The Benson Bubblers – First Corinthians

Benson Bubblers 10 2015

Today more than 2.2 million people call the area around Portland, Oregon home. One hundred years ago, the City of Portland was a bustling lumber town of just over 200,000 citizens. Stumptown, as the city was also called because of the many trees which had been cut in the area, had a big problem. At noon, the lumbermen filled the saloons and then terrorized the city with their drunken behavior the rest of the day.

One of Portland’s leading citizens, Simon Benson, had an idea. He donated $10,000 to the city to install drinking fountains on every street corner. The “Benson Bubblers” would supply fresh drinking water around the clock. Free drinking water, Benson believed, would keep the lumberjacks from getting drunk on booze.

Clean and free drinking water didn’t stop the growth of the saloons or public drunkenness. Human nature, because of sin, always finds its buoyancy at the lowest level openly accepted by a community; then what isn’t accepted openly is accepted under the darkness of cover. The hearts of Portland’s lumberjacks were not changed by fresh and free water. Only salvation in Jesus changes the heart.
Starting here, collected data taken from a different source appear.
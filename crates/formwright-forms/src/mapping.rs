//! Semantic type → renderer resolution.
//!
//! The [`MappingRegistry`] is the static table built at setup time. The
//! [`MappingResolver`] consults a discovery cache, then the registry, then
//! the namespaces, and memoizes whatever it finds.

use std::collections::HashMap;
use std::sync::Arc;

use tracing::{debug, warn};

use formwright_core::utils::text::camelize;
use formwright_core::{FormError, FormResult};

use crate::discovery::{
    DiscoveryCache, InputNamespace, NamespaceCatalog, StaticNamespace, DEFAULT_NAMESPACE,
    GLOBAL_NAMESPACE,
};
use crate::inputs::{RendererFactory, BUILTIN_MAPPINGS};

/// The semantic type → factory table.
///
/// Entries can be added or overridden while the environment is being set
/// up; the table is read-only once the environment is built.
#[derive(Debug, Clone, Default)]
pub struct MappingRegistry {
    entries: HashMap<String, Arc<RendererFactory>>,
}

impl MappingRegistry {
    /// Creates an empty registry.
    pub fn new() -> Self {
        Self::default()
    }

    /// The built-in table, backed by the factories of `defaults`.
    pub fn builtin(defaults: &StaticNamespace) -> Self {
        let mut registry = Self::new();
        for (input_name, types) in BUILTIN_MAPPINGS {
            if let Some(factory) = defaults.lookup(input_name) {
                registry.map_type(types, &factory);
            }
        }
        registry
    }

    /// Maps each of `types` to `factory`, replacing existing entries.
    pub fn map_type(&mut self, types: &[&str], factory: &Arc<RendererFactory>) {
        for input_type in types {
            self.entries
                .insert((*input_type).to_string(), Arc::clone(factory));
        }
    }

    /// Returns the registered factory for `input_type`.
    pub fn get(&self, input_type: &str) -> Option<&Arc<RendererFactory>> {
        self.entries.get(input_type)
    }

    /// The number of mapped types.
    pub fn len(&self) -> usize {
        self.entries.len()
    }

    /// Returns `true` if no type is mapped.
    pub fn is_empty(&self) -> bool {
        self.entries.is_empty()
    }
}

/// Resolves semantic types to renderer factories.
pub struct MappingResolver<'a> {
    registry: &'a MappingRegistry,
    namespaces: &'a NamespaceCatalog,
    custom_namespaces: &'a [String],
    inputs_discovery: bool,
    cache: &'a dyn DiscoveryCache,
}

impl<'a> MappingResolver<'a> {
    /// Creates a resolver over borrowed setup state.
    pub fn new(
        registry: &'a MappingRegistry,
        namespaces: &'a NamespaceCatalog,
        custom_namespaces: &'a [String],
        inputs_discovery: bool,
        cache: &'a dyn DiscoveryCache,
    ) -> Self {
        Self {
            registry,
            namespaces,
            custom_namespaces,
            inputs_discovery,
            cache,
        }
    }

    /// Resolves `input_type` to a factory.
    ///
    /// Cached entries are returned as is. For a registry hit on a built-in
    /// input, a factory with the same name in a custom namespace (or, with
    /// discovery on, the global namespace) takes precedence over the registry
    /// entry; inputs mapped by the host are used as registered. For a registry
    /// miss, `PascalCase(input_type) + "Input"` is searched in the custom
    /// namespaces, the global namespace (with discovery on), and the default
    /// namespace.
    ///
    /// # Errors
    ///
    /// Returns [`FormError::LookupError`] naming every namespace attempted
    /// when no factory is found.
    pub fn resolve(&self, input_type: &str) -> FormResult<Arc<RendererFactory>> {
        if let Some(factory) = self.cache.get(input_type) {
            debug!(input_type, renderer = %factory.qualified_name(), "discovery cache hit");
            return Ok(factory);
        }
        debug!(input_type, "discovery cache miss");

        let factory = match self.registry.get(input_type) {
            Some(entry) if entry.namespace() != DEFAULT_NAMESPACE => Arc::clone(entry),
            Some(entry) => {
                let (found, _) = self.search(entry.name(), self.override_namespaces());
                match found {
                    Some(custom) => {
                        debug!(
                            input_type,
                            renderer = %custom.qualified_name(),
                            "namespace overrides mapped input"
                        );
                        custom
                    }
                    None => Arc::clone(entry),
                }
            }
            None => {
                let candidate = format!("{}Input", camelize(input_type));
                let mut order = self.override_namespaces();
                order.push(DEFAULT_NAMESPACE);
                let (found, attempted) = self.search(&candidate, order);
                found.ok_or_else(|| FormError::lookup(input_type, &candidate, attempted))?
            }
        };

        Ok(self.cache.insert(input_type, factory))
    }

    /// Namespaces searched for overrides: custom namespaces in configured
    /// order, then the global namespace when discovery is on.
    fn override_namespaces(&self) -> Vec<&'a str> {
        let mut order: Vec<&'a str> = self.custom_namespaces.iter().map(String::as_str).collect();
        if self.inputs_discovery {
            order.push(GLOBAL_NAMESPACE);
        }
        order
    }

    /// First-match search; also returns the namespaces attempted.
    fn search(&self, input_name: &str, order: Vec<&str>) -> (Option<Arc<RendererFactory>>, Vec<String>) {
        let mut attempted = Vec::with_capacity(order.len());
        for name in order {
            attempted.push(name.to_string());
            let Some(namespace) = self.namespaces.get(name) else {
                if name != GLOBAL_NAMESPACE {
                    warn!(namespace = name, "custom inputs namespace is not registered");
                }
                continue;
            };
            if let Some(factory) = namespace.lookup(input_name) {
                return (Some(factory), attempted);
            }
        }
        (None, attempted)
    }
}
Neither thieves, nor covetous, nor drunkards, nor revilers, nor extortioners will inherit the kingdom of God. And such were some of you. But you were washed, but you were set apart, but you were justified in the name of the Lord Jesus and by the Spirit of our God (1 Corinthians 6:10, 11).

Fifty-four of these original 4-bowl bubblers are still in full-time operation in downtown Portland, and drunken people still wander the streets.